-- Source material follows --
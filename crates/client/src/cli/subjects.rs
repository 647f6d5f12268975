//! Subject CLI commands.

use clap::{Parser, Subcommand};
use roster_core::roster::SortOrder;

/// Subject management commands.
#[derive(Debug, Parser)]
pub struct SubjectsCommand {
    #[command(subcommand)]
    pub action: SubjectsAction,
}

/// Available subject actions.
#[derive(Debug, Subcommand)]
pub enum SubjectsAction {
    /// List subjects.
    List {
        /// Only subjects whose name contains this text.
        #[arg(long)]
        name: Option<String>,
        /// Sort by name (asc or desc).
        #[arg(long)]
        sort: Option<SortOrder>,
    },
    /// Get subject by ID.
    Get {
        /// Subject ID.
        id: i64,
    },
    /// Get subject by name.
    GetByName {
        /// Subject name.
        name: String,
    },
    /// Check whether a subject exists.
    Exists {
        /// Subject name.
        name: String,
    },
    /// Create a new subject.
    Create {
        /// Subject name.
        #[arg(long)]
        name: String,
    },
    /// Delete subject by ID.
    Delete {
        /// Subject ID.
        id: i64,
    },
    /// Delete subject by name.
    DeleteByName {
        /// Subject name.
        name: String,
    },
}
-- Source material concluded --
-- Source material follows --
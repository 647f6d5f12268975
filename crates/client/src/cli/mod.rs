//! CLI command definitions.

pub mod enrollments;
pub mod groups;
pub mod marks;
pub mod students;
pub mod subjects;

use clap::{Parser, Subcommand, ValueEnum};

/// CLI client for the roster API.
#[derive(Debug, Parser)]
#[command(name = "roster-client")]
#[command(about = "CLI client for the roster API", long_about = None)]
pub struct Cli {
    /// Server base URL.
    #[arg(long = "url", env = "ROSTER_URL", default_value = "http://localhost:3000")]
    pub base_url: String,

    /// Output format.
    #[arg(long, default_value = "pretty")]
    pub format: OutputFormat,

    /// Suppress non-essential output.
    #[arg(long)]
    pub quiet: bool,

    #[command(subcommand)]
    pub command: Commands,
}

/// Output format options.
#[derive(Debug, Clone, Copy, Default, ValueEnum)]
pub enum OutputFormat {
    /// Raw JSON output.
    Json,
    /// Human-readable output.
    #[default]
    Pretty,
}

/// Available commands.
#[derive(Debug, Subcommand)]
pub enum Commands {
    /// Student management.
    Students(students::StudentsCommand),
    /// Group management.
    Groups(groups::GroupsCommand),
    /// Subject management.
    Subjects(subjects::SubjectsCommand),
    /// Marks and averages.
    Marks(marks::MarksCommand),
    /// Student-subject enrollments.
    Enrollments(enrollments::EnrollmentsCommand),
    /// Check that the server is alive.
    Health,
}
-- Source material concluded --
-- Source material follows --
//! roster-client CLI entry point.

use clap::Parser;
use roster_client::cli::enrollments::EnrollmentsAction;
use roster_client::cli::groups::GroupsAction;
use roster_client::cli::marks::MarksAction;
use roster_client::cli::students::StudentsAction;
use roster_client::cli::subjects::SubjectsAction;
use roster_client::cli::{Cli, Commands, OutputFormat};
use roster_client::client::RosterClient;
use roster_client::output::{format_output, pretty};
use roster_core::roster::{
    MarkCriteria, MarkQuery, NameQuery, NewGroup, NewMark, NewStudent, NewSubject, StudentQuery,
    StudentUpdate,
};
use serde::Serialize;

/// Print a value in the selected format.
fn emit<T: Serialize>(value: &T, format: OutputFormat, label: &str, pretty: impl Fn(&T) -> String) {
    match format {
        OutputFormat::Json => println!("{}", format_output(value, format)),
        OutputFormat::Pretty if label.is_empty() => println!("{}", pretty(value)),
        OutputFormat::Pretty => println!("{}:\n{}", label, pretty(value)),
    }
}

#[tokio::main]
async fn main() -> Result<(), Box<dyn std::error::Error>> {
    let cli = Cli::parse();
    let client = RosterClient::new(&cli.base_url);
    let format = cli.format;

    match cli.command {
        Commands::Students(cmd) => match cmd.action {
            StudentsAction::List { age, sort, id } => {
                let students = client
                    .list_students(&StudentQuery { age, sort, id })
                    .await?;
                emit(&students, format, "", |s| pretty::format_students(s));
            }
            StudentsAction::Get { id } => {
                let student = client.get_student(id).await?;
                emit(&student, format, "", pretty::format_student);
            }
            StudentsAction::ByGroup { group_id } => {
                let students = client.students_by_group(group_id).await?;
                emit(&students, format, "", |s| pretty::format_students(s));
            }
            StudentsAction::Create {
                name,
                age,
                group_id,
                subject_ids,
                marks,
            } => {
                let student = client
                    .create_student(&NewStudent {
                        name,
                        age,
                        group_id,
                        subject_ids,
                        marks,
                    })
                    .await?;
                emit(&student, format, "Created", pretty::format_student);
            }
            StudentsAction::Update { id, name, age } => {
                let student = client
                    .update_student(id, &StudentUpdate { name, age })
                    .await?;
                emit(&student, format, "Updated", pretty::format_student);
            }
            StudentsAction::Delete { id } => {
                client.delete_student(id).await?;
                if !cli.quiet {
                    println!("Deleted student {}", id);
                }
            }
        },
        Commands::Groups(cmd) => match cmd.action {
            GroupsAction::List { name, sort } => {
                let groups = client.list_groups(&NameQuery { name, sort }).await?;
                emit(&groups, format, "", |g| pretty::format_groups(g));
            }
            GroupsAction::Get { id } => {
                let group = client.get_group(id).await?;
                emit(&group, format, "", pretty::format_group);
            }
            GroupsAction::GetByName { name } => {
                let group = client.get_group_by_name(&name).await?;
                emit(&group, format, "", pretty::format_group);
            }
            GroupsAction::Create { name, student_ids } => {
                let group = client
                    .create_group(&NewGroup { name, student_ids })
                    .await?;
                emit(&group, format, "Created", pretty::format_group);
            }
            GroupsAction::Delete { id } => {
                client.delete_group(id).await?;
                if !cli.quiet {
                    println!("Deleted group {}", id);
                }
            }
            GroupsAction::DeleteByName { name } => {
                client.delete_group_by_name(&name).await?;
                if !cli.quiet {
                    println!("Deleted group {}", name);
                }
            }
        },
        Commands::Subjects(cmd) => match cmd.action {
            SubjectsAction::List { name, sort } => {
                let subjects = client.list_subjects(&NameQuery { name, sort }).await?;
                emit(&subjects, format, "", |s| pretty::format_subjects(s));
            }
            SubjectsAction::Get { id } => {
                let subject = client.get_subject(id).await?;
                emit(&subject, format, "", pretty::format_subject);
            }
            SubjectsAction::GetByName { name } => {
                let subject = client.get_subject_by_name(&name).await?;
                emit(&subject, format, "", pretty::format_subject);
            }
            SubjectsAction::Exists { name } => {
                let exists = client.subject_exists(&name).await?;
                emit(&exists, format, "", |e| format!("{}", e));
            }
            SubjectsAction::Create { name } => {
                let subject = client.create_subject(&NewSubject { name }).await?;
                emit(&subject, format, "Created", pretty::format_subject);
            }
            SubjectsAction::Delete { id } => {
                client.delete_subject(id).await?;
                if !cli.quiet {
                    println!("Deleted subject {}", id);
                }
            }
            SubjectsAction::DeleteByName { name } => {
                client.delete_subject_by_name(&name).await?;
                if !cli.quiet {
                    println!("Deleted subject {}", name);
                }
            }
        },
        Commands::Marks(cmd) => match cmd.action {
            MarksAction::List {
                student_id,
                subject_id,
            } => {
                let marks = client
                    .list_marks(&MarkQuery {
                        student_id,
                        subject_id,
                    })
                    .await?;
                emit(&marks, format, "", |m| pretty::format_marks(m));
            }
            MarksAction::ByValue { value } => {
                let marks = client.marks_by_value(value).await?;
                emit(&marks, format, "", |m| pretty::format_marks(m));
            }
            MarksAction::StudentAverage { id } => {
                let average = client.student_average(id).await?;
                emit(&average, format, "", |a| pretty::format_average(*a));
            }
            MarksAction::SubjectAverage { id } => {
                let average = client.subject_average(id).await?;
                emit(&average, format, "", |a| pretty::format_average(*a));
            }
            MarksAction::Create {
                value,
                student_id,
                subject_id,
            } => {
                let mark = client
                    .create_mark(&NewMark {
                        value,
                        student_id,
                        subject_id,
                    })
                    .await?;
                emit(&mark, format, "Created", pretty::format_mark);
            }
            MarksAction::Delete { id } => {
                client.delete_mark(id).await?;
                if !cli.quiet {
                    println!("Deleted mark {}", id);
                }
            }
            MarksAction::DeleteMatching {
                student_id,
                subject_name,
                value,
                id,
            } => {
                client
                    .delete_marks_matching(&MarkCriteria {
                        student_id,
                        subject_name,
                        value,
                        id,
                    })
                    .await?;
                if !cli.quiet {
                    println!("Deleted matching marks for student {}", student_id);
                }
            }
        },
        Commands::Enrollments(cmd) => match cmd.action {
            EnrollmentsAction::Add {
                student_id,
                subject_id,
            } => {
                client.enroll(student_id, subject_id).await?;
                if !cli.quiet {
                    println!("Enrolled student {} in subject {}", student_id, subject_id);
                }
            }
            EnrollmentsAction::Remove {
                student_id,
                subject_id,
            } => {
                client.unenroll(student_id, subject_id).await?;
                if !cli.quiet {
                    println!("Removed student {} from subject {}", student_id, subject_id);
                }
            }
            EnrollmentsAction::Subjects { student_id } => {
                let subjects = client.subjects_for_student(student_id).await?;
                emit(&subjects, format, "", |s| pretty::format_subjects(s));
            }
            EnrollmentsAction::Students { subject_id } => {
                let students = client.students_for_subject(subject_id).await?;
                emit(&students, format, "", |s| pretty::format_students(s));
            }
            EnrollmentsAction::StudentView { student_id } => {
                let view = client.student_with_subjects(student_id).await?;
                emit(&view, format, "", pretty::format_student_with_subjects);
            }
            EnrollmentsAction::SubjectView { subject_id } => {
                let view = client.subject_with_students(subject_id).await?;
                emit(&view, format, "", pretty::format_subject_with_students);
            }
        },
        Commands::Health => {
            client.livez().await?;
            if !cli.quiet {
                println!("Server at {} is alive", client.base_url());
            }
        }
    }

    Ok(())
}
-- Source material concluded --
» **Task to carry out**: Please return every line of the records that contains the word "clap".

» **Solution for this task**:
use clap::{Parser, Subcommand};
use clap::{Parser, Subcommand, ValueEnum};
use clap::Parser;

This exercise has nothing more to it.